Material for the task below:

impl DriftSource for FixedDrift {
    fn sample(&mut self, _spread: Decimal) -> Decimal {
        self.0
    }
}

/// The odds catalog and everything priced from it.
pub struct OddsService {
    pool: DbPool,
    drift: Mutex<Box<dyn DriftSource>>,
    template_spread: Decimal,
    player_spread: Decimal,
}
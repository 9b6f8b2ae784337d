//! Account registration, authentication, and balance maintenance.

use diesel::prelude::*;
use tracing::info;

use crate::domain::User;
use crate::error::{Error, Result};
use crate::store::model::UserRow;
use crate::store::schema::users;
use crate::store::{get_conn, DbPool};

/// User accounts and point balances.
pub struct AccountService {
    pool: DbPool,
    starting_points: i64,
}

impl AccountService {
    #[must_use]
    pub fn new(pool: DbPool, starting_points: i64) -> Self {
        Self {
            pool,
            starting_points,
        }
    }

    /// Register a new account with the configured starting balance.
    ///
    /// # Errors
    /// - [`Error::InvalidInput`] for an empty username or password.
    /// - [`Error::Duplicate`] if the username is taken.
    pub fn register(&self, username: &str, password: &str) -> Result<User> {
        if username.trim().is_empty() {
            return Err(Error::InvalidInput("username must not be empty".into()));
        }
        if password.is_empty() {
            return Err(Error::InvalidInput("password must not be empty".into()));
        }

        let password_hash = bcrypt::hash(password, bcrypt::DEFAULT_COST)
            .map_err(|e| Error::Credentials(e.to_string()))?;

        let mut conn = get_conn(&self.pool)?;
        let row = conn.immediate_transaction::<_, Error, _>(|conn| {
            let taken: Option<String> = users::table
                .find(username)
                .select(users::username)
                .first(conn)
                .optional()?;
            if taken.is_some() {
                return Err(Error::Duplicate {
                    entity: "user",
                    name: username.to_string(),
                });
            }

            let row = UserRow {
                username: username.to_string(),
                password_hash,
                points: self.starting_points,
                is_admin: false,
            };
            diesel::insert_into(users::table).values(&row).execute(conn)?;
            Ok(row)
        })?;

        info!(username, points = row.points, "user registered");
        Ok(row.into())
    }

    /// Verify credentials. Returns `None` for a bad password or an unknown
    /// user, so callers cannot distinguish the two.
    pub fn authenticate(&self, username: &str, password: &str) -> Result<Option<User>> {
        let mut conn = get_conn(&self.pool)?;
        let row: Option<UserRow> = users::table.find(username).first(&mut conn).optional()?;

        let Some(row) = row else {
            return Ok(None);
        };

        let verified = bcrypt::verify(password, &row.password_hash)
            .map_err(|e| Error::Credentials(e.to_string()))?;
        Ok(verified.then(|| row.into()))
    }

    pub fn get(&self, username: &str) -> Result<User> {
        let mut conn = get_conn(&self.pool)?;
        let row: Option<UserRow> = users::table.find(username).first(&mut conn).optional()?;
        row.map(User::from).ok_or(Error::NotFound {
            entity: "user",
            id: username.to_string(),
        })
    }

    /// All accounts, highest balance first. The leaderboard query.
    pub fn list(&self) -> Result<Vec<User>> {
        let mut conn = get_conn(&self.pool)?;
        let rows: Vec<UserRow> = users::table
            .order(users::points.desc())
            .load(&mut conn)?;
        Ok(rows.into_iter().map(User::from).collect())
    }

    /// Admin maintenance: apply a signed delta to a balance.
    ///
    /// # Errors
    /// [`Error::InvalidInput`] if the result would be negative.
    pub fn adjust_points(&self, username: &str, delta: i64) -> Result<User> {
        let mut conn = get_conn(&self.pool)?;
        conn.immediate_transaction::<_, Error, _>(|conn| {
            let row: Option<UserRow> = users::table.find(username).first(conn).optional()?;
            let row = row.ok_or(Error::NotFound {
                entity: "user",
                id: username.to_string(),
            })?;

            let updated = row.points + delta;
            if updated < 0 {
                return Err(Error::InvalidInput(format!(
                    "adjustment would leave {username} at {updated} points"
                )));
            }

            diesel::update(users::table.find(username))
                .set(users::points.eq(updated))
                .execute(conn)?;
            Ok(User {
                username: row.username,
                points: updated,
                is_admin: row.is_admin,
            })
        })
    }

    /// Admin maintenance: grant or revoke the admin flag.
    pub fn set_admin(&self, username: &str, is_admin: bool) -> Result<()> {
        let mut conn = get_conn(&self.pool)?;
        let changed = diesel::update(users::table.find(username))
            .set(users::is_admin.eq(is_admin))
            .execute(&mut conn)?;
        if changed == 0 {
            return Err(Error::NotFound {
                entity: "user",
                id: username.to_string(),
            });
        }
        Ok(())
    }
}

#[cfg(test)]
mod tests {
    use super::*;
    use crate::store::{create_pool, run_migrations};
    use tempfile::TempDir;

    fn setup() -> (TempDir, AccountService) {
        let dir = tempfile::tempdir().expect("tempdir");
        let url = dir.path().join("accounts.db");
        let pool = create_pool(url.to_str().unwrap()).expect("pool");
        run_migrations(&pool).expect("migrations");
        (dir, AccountService::new(pool, 100))
    }

    #[test]
    fn register_seeds_starting_balance() {
        let (_dir, accounts) = setup();
        let user = accounts.register("alice", "hunter2").unwrap();
        assert_eq!(user.points, 100);
        assert!(!user.is_admin);
    }

    #[test]
    fn duplicate_username_is_rejected() {
        let (_dir, accounts) = setup();
        accounts.register("alice", "hunter2").unwrap();
        assert!(matches!(
            accounts.register("alice", "other"),
            Err(Error::Duplicate { .. })
        ));
    }

    #[test]
    fn empty_credentials_are_rejected() {
        let (_dir, accounts) = setup();
        assert!(matches!(
            accounts.register("  ", "pw"),
            Err(Error::InvalidInput(_))
        ));
        assert!(matches!(
            accounts.register("bob", ""),
            Err(Error::InvalidInput(_))
        ));
    }

    #[test]
    fn authenticate_accepts_the_right_password_only() {
        let (_dir, accounts) = setup();
        accounts.register("alice", "hunter2").unwrap();

        let user = accounts.authenticate("alice", "hunter2").unwrap();
        assert_eq!(user.unwrap().username, "alice");

        assert!(accounts.authenticate("alice", "wrong").unwrap().is_none());
        assert!(accounts.authenticate("nobody", "hunter2").unwrap().is_none());
    }

    #[test]
    fn adjust_points_enforces_non_negative_balance() {
        let (_dir, accounts) = setup();
        accounts.register("alice", "pw").unwrap();

        let user = accounts.adjust_points("alice", 50).unwrap();
        assert_eq!(user.points, 150);

        assert!(matches!(
            accounts.adjust_points("alice", -200),
            Err(Error::InvalidInput(_))
        ));
        // failed adjustment leaves the balance untouched
        assert_eq!(accounts.get("alice").unwrap().points, 150);
    }

    #[test]
    fn list_orders_by_points_descending() {
        let (_dir, accounts) = setup();
        accounts.register("alice", "pw").unwrap();
        accounts.register("bob", "pw").unwrap();
        accounts.adjust_points("bob", 500).unwrap();

        let users = accounts.list().unwrap();
        assert_eq!(users[0].username, "bob");
        assert_eq!(users[1].username, "alice");
    }

    #[test]
    fn set_admin_flags_an_existing_user() {
        let (_dir, accounts) = setup();
        accounts.register("alice", "pw").unwrap();
        accounts.set_admin("alice", true).unwrap();
        assert!(accounts.get("alice").unwrap().is_admin);

        assert!(matches!(
            accounts.set_admin("ghost", true),
            Err(Error::NotFound { .. })
        ));
    }
}
//! User accounts and point balances.

use serde::{Deserialize, Serialize};

/// A registered account.
///
/// The credential hash never leaves the store layer; this type is what
/// services hand back to callers.
#[derive(Debug, Clone, PartialEq, Eq, Serialize, Deserialize)]
pub struct User {
    /// Unique account name, also the primary key.
    pub username: String,
    /// Current point balance. Never negative: debits are checked against
    /// the balance inside the same transaction that applies them.
    pub points: i64,
    pub is_admin: bool,
}

#[cfg(test)]
mod tests {
    use super::*;

    #[test]
    fn user_serializes_without_credentials() {
        let user = User {
            username: "alice".into(),
            points: 100,
            is_admin: false,
        };
        let json = serde_json::to_string(&user).unwrap();
        assert!(!json.contains("password"));
        assert!(json.contains("alice"));
    }
}
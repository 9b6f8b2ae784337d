//! Ad-hoc custom bets and the user proposal workflow.

use chrono::{DateTime, Utc};
use rust_decimal::Decimal;
use serde::{Deserialize, Serialize};

use crate::error::Error;

/// Lifecycle of a custom bet.
///
/// A custom bet is bettable from the moment it exists (whether created
/// directly by an admin or spawned from an approved proposal) and becomes
/// terminal when an admin declares its boolean result.
#[derive(Debug, Clone, Copy, PartialEq, Eq, Serialize, Deserialize)]
#[serde(rename_all = "snake_case")]
pub enum CustomBetStatus {
    Open,
    Completed,
}

impl CustomBetStatus {
    #[must_use]
    pub const fn as_str(&self) -> &'static str {
        match self {
            Self::Open => "open",
            Self::Completed => "completed",
        }
    }

    pub fn parse(s: &str) -> Result<Self, Error> {
        match s {
            "open" => Ok(Self::Open),
            "completed" => Ok(Self::Completed),
            other => Err(Error::Parse(format!("unknown custom bet status '{other}'"))),
        }
    }
}

/// Admin-declared result of a custom bet.
#[derive(Debug, Clone, Copy, PartialEq, Eq, Serialize, Deserialize)]
#[serde(rename_all = "snake_case")]
pub enum CustomBetResult {
    Yes,
    No,
}

impl CustomBetResult {
    #[must_use]
    pub const fn as_str(&self) -> &'static str {
        match self {
            Self::Yes => "yes",
            Self::No => "no",
        }
    }

    pub fn parse(s: &str) -> Result<Self, Error> {
        match s {
            "yes" => Ok(Self::Yes),
            "no" => Ok(Self::No),
            other => Err(Error::Parse(format!("unknown custom bet result '{other}'"))),
        }
    }
}

/// A free-form, non-templated wager option tied to one fixture.
#[derive(Debug, Clone, PartialEq, Eq, Serialize, Deserialize)]
pub struct CustomBet {
    pub id: i32,
    pub fixture_id: i32,
    pub description: String,
    pub price: Decimal,
    pub player_id: Option<i32>,
    pub status: CustomBetStatus,
    /// Set exactly once, when the bet is settled.
    pub result: Option<CustomBetResult>,
    pub created_by: String,
    pub created_at: DateTime<Utc>,
}

/// Disposition of a proposal. Terminal either way.
#[derive(Debug, Clone, Copy, PartialEq, Eq, Serialize, Deserialize)]
#[serde(rename_all = "snake_case")]
pub enum ProposalStatus {
    Pending,
    Approved,
    Rejected,
}

impl ProposalStatus {
    #[must_use]
    pub const fn as_str(&self) -> &'static str {
        match self {
            Self::Pending => "pending",
            Self::Approved => "approved",
            Self::Rejected => "rejected",
        }
    }

    pub fn parse(s: &str) -> Result<Self, Error> {
        match s {
            "pending" => Ok(Self::Pending),
            "approved" => Ok(Self::Approved),
            "rejected" => Ok(Self::Rejected),
            other => Err(Error::Parse(format!("unknown proposal status '{other}'"))),
        }
    }
}

/// A user-submitted candidate custom bet awaiting admin disposition.
#[derive(Debug, Clone, PartialEq, Eq, Serialize, Deserialize)]
pub struct Proposal {
    pub id: i32,
    pub username: String,
    pub fixture_id: i32,
    pub description: String,
    pub proposed_price: Decimal,
    pub status: ProposalStatus,
    pub admin_response: Option<String>,
    pub created_at: DateTime<Utc>,
    pub reviewed_at: Option<DateTime<Utc>>,
}

/// What an admin decides about a proposal.
#[derive(Debug, Clone, Copy, PartialEq, Eq)]
pub enum ReviewAction {
    /// Spawn exactly one custom bet, optionally overriding the price.
    Approve,
    Reject,
}

#[cfg(test)]
mod tests {
    use super::*;

    #[test]
    fn statuses_roundtrip_through_strings() {
        for status in [
            ProposalStatus::Pending,
            ProposalStatus::Approved,
            ProposalStatus::Rejected,
        ] {
            assert_eq!(ProposalStatus::parse(status.as_str()).unwrap(), status);
        }
        for status in [CustomBetStatus::Open, CustomBetStatus::Completed] {
            assert_eq!(CustomBetStatus::parse(status.as_str()).unwrap(), status);
        }
        for result in [CustomBetResult::Yes, CustomBetResult::No] {
            assert_eq!(CustomBetResult::parse(result.as_str()).unwrap(), result);
        }
    }

    #[test]
    fn garbage_strings_fail_to_parse() {
        assert!(ProposalStatus::parse("maybe").is_err());
        assert!(CustomBetResult::parse("").is_err());
    }
}
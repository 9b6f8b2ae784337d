//! Application services, one per concern. Each service owns a pool handle
//! and runs its multi-step writes in immediate transactions.

pub mod accounts;
pub mod fixtures;
pub mod ledger;
pub mod odds;
pub mod proposals;

pub use accounts::AccountService;
pub use fixtures::FixtureService;
pub use ledger::WagerLedger;
pub use odds::{DriftSource, FixedDrift, OddsService, UniformDrift};
pub use proposals::ProposalService;
//! Database model types for Diesel ORM, plus row <-> domain conversions.
//!
//! Queryable row structs mirror the table column order exactly. Autoincrement
//! tables get a separate `New*Row` insert struct without the id.

use std::str::FromStr;

use chrono::{DateTime, Utc};
use diesel::prelude::*;
use rust_decimal::Decimal;

use super::schema::{
    custom_bets, fixtures, odds_categories, odds_instances, odds_revisions, odds_templates,
    players, proposals, teams, users, wagers,
};
use crate::domain::{
    CustomBet, CustomBetResult, CustomBetStatus, Fixture, FixtureStatus, OddsCategory,
    OddsInstance, OddsRevision, OddsTemplate, Player, Proposal, ProposalStatus, Team, User, Wager,
    WagerStatus,
};
use crate::error::{Error, Result};

pub(crate) fn encode_price(price: Decimal) -> String {
    price.to_string()
}

pub(crate) fn parse_price(s: &str) -> Result<Decimal> {
    Decimal::from_str(s).map_err(|e| Error::Parse(format!("bad price '{s}': {e}")))
}

pub(crate) fn encode_ts(ts: DateTime<Utc>) -> String {
    ts.to_rfc3339()
}

pub(crate) fn parse_ts(s: &str) -> Result<DateTime<Utc>> {
    DateTime::parse_from_rfc3339(s)
        .map(|t| t.with_timezone(&Utc))
        .map_err(|e| Error::Parse(format!("bad timestamp '{s}': {e}")))
}

/// Database row for a user account.
#[derive(Queryable, Selectable, Insertable, Debug, Clone)]
#[diesel(table_name = users)]
#[diesel(check_for_backend(diesel::sqlite::Sqlite))]
pub struct UserRow {
    pub username: String,
    pub password_hash: String,
    pub points: i64,
    pub is_admin: bool,
}

impl From<UserRow> for User {
    fn from(row: UserRow) -> Self {
        User {
            username: row.username,
            points: row.points,
            is_admin: row.is_admin,
        }
    }
}

#[derive(Queryable, Selectable, Debug, Clone)]
#[diesel(table_name = teams)]
#[diesel(check_for_backend(diesel::sqlite::Sqlite))]
pub struct TeamRow {
    pub id: i32,
    pub name: String,
}

#[derive(Insertable, Debug, Clone)]
#[diesel(table_name = teams)]
pub struct NewTeamRow {
    pub name: String,
}

impl From<TeamRow> for Team {
    fn from(row: TeamRow) -> Self {
        Team {
            id: row.id,
            name: row.name,
        }
    }
}

#[derive(Queryable, Selectable, Debug, Clone)]
#[diesel(table_name = players)]
#[diesel(check_for_backend(diesel::sqlite::Sqlite))]
pub struct PlayerRow {
    pub id: i32,
    pub name: String,
    pub team_id: i32,
}

#[derive(Insertable, Debug, Clone)]
#[diesel(table_name = players)]
pub struct NewPlayerRow {
    pub name: String,
    pub team_id: i32,
}

impl From<PlayerRow> for Player {
    fn from(row: PlayerRow) -> Self {
        Player {
            id: row.id,
            name: row.name,
            team_id: row.team_id,
        }
    }
}

#[derive(Queryable, Selectable, Debug, Clone)]
#[diesel(table_name = fixtures)]
#[diesel(check_for_backend(diesel::sqlite::Sqlite))]
pub struct FixtureRow {
    pub id: i32,
    pub home_team_id: i32,
    pub away_team_id: i32,
    pub kickoff: String,
    pub status: String,
    pub home_score: Option<i32>,
    pub away_score: Option<i32>,
}

#[derive(Insertable, Debug, Clone)]
#[diesel(table_name = fixtures)]
pub struct NewFixtureRow {
    pub home_team_id: i32,
    pub away_team_id: i32,
    pub kickoff: String,
    pub status: String,
}

impl TryFrom<FixtureRow> for Fixture {
    type Error = Error;

    fn try_from(row: FixtureRow) -> Result<Self> {
        Ok(Fixture {
            id: row.id,
            home_team_id: row.home_team_id,
            away_team_id: row.away_team_id,
            kickoff: parse_ts(&row.kickoff)?,
            status: FixtureStatus::parse(&row.status)?,
            home_score: row.home_score,
            away_score: row.away_score,
        })
    }
}

#[derive(Queryable, Selectable, Debug, Clone)]
#[diesel(table_name = odds_categories)]
#[diesel(check_for_backend(diesel::sqlite::Sqlite))]
pub struct OddsCategoryRow {
    pub id: i32,
    pub name: String,
    pub description: String,
    pub is_active: bool,
}

#[derive(Insertable, Debug, Clone)]
#[diesel(table_name = odds_categories)]
pub struct NewOddsCategoryRow {
    pub name: String,
    pub description: String,
    pub is_active: bool,
}

impl From<OddsCategoryRow> for OddsCategory {
    fn from(row: OddsCategoryRow) -> Self {
        OddsCategory {
            id: row.id,
            name: row.name,
            description: row.description,
            is_active: row.is_active,
        }
    }
}

#[derive(Queryable, Selectable, Debug, Clone)]
#[diesel(table_name = odds_templates)]
#[diesel(check_for_backend(diesel::sqlite::Sqlite))]
pub struct OddsTemplateRow {
    pub id: i32,
    pub category_id: i32,
    pub name: String,
    pub description: String,
    pub bet_type: String,
    pub default_price: String,
    pub requires_player: bool,
    pub is_active: bool,
}

#[derive(Insertable, Debug, Clone)]
#[diesel(table_name = odds_templates)]
pub struct NewOddsTemplateRow {
    pub category_id: i32,
    pub name: String,
    pub description: String,
    pub bet_type: String,
    pub default_price: String,
    pub requires_player: bool,
    pub is_active: bool,
}

impl TryFrom<OddsTemplateRow> for OddsTemplate {
    type Error = Error;

    fn try_from(row: OddsTemplateRow) -> Result<Self> {
        Ok(OddsTemplate {
            id: row.id,
            category_id: row.category_id,
            name: row.name,
            description: row.description,
            bet_type: row.bet_type,
            default_price: parse_price(&row.default_price)?,
            requires_player: row.requires_player,
            is_active: row.is_active,
        })
    }
}

#[derive(Queryable, Selectable, Debug, Clone)]
#[diesel(table_name = odds_instances)]
#[diesel(check_for_backend(diesel::sqlite::Sqlite))]
pub struct OddsInstanceRow {
    pub id: i32,
    pub fixture_id: i32,
    pub template_id: i32,
    pub player_id: Option<i32>,
    pub price: String,
    pub is_active: bool,
    pub created_at: String,
    pub updated_at: String,
}

#[derive(Insertable, Debug, Clone)]
#[diesel(table_name = odds_instances)]
pub struct NewOddsInstanceRow {
    pub fixture_id: i32,
    pub template_id: i32,
    pub player_id: Option<i32>,
    pub price: String,
    pub is_active: bool,
    pub created_at: String,
    pub updated_at: String,
}

impl TryFrom<OddsInstanceRow> for OddsInstance {
    type Error = Error;

    fn try_from(row: OddsInstanceRow) -> Result<Self> {
        Ok(OddsInstance {
            id: row.id,
            fixture_id: row.fixture_id,
            template_id: row.template_id,
            player_id: row.player_id,
            price: parse_price(&row.price)?,
            is_active: row.is_active,
            created_at: parse_ts(&row.created_at)?,
            updated_at: parse_ts(&row.updated_at)?,
        })
    }
}

#[derive(Queryable, Selectable, Debug, Clone)]
#[diesel(table_name = odds_revisions)]
#[diesel(check_for_backend(diesel::sqlite::Sqlite))]
pub struct OddsRevisionRow {
    pub id: i32,
    pub odds_instance_id: i32,
    pub old_price: String,
    pub new_price: String,
    pub changed_by: String,
    pub changed_at: String,
    pub reason: String,
}

#[derive(Insertable, Debug, Clone)]
#[diesel(table_name = odds_revisions)]
pub struct NewOddsRevisionRow {
    pub odds_instance_id: i32,
    pub old_price: String,
    pub new_price: String,
    pub changed_by: String,
    pub changed_at: String,
    pub reason: String,
}

impl TryFrom<OddsRevisionRow> for OddsRevision {
    type Error = Error;

    fn try_from(row: OddsRevisionRow) -> Result<Self> {
        Ok(OddsRevision {
            id: row.id,
            odds_instance_id: row.odds_instance_id,
            old_price: parse_price(&row.old_price)?,
            new_price: parse_price(&row.new_price)?,
            changed_by: row.changed_by,
            changed_at: parse_ts(&row.changed_at)?,
            reason: row.reason,
        })
    }
}

#[derive(Queryable, Selectable, Debug, Clone)]
#[diesel(table_name = custom_bets)]
#[diesel(check_for_backend(diesel::sqlite::Sqlite))]
pub struct CustomBetRow {
    pub id: i32,
    pub fixture_id: i32,
    pub description: String,
    pub price: String,
    pub player_id: Option<i32>,
    pub status: String,
    pub result: Option<String>,
    pub created_by: String,
    pub created_at: String,
}

#[derive(Insertable, Debug, Clone)]
#[diesel(table_name = custom_bets)]
pub struct NewCustomBetRow {
    pub fixture_id: i32,
    pub description: String,
    pub price: String,
    pub player_id: Option<i32>,
    pub status: String,
    pub created_by: String,
    pub created_at: String,
}

impl TryFrom<CustomBetRow> for CustomBet {
    type Error = Error;

    fn try_from(row: CustomBetRow) -> Result<Self> {
        Ok(CustomBet {
            id: row.id,
            fixture_id: row.fixture_id,
            description: row.description,
            price: parse_price(&row.price)?,
            player_id: row.player_id,
            status: CustomBetStatus::parse(&row.status)?,
            result: row
                .result
                .as_deref()
                .map(CustomBetResult::parse)
                .transpose()?,
            created_by: row.created_by,
            created_at: parse_ts(&row.created_at)?,
        })
    }
}

#[derive(Queryable, Selectable, Debug, Clone)]
#[diesel(table_name = proposals)]
#[diesel(check_for_backend(diesel::sqlite::Sqlite))]
pub struct ProposalRow {
    pub id: i32,
    pub username: String,
    pub fixture_id: i32,
    pub description: String,
    pub proposed_price: String,
    pub status: String,
    pub admin_response: Option<String>,
    pub created_at: String,
    pub reviewed_at: Option<String>,
}

#[derive(Insertable, Debug, Clone)]
#[diesel(table_name = proposals)]
pub struct NewProposalRow {
    pub username: String,
    pub fixture_id: i32,
    pub description: String,
    pub proposed_price: String,
    pub status: String,
    pub created_at: String,
}

impl TryFrom<ProposalRow> for Proposal {
    type Error = Error;

    fn try_from(row: ProposalRow) -> Result<Self> {
        Ok(Proposal {
            id: row.id,
            username: row.username,
            fixture_id: row.fixture_id,
            description: row.description,
            proposed_price: parse_price(&row.proposed_price)?,
            status: ProposalStatus::parse(&row.status)?,
            admin_response: row.admin_response,
            created_at: parse_ts(&row.created_at)?,
            reviewed_at: row.reviewed_at.as_deref().map(parse_ts).transpose()?,
        })
    }
}

#[derive(Queryable, Selectable, Debug, Clone)]
#[diesel(table_name = wagers)]
#[diesel(check_for_backend(diesel::sqlite::Sqlite))]
pub struct WagerRow {
    pub id: i32,
    pub username: String,
    pub fixture_id: i32,
    pub stake: i64,
    pub price: String,
    pub odds_instance_id: Option<i32>,
    pub custom_bet_id: Option<i32>,
    pub status: String,
    pub placed_at: String,
}

#[derive(Insertable, Debug, Clone)]
#[diesel(table_name = wagers)]
pub struct NewWagerRow {
    pub username: String,
    pub fixture_id: i32,
    pub stake: i64,
    pub price: String,
    pub odds_instance_id: Option<i32>,
    pub custom_bet_id: Option<i32>,
    pub status: String,
    pub placed_at: String,
}

impl TryFrom<WagerRow> for Wager {
    type Error = Error;

    fn try_from(row: WagerRow) -> Result<Self> {
        Ok(Wager {
            id: row.id,
            username: row.username,
            fixture_id: row.fixture_id,
            stake: row.stake,
            price: parse_price(&row.price)?,
            odds_instance_id: row.odds_instance_id,
            custom_bet_id: row.custom_bet_id,
            status: WagerStatus::parse(&row.status)?,
            placed_at: parse_ts(&row.placed_at)?,
        })
    }
}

End of Material for the task.

Instructions to follow —
Everything from the first line above through the line that contains "use crate::store::schema::users;" should be duplicated exactly, please, and nothing beyond it.

Answer to this problem —
impl DriftSource for FixedDrift {
    fn sample(&mut self, _spread: Decimal) -> Decimal {
        self.0
    }
}

/// The odds catalog and everything priced from it.
pub struct OddsService {
    pool: DbPool,
    drift: Mutex<Box<dyn DriftSource>>,
    template_spread: Decimal,
    player_spread: Decimal,
}
repository 9b6f8b2ae784337d
//! Account registration, authentication, and balance maintenance.

use diesel::prelude::*;
use tracing::info;

use crate::domain::User;
use crate::error::{Error, Result};
use crate::store::model::UserRow;
use crate::store::schema::users;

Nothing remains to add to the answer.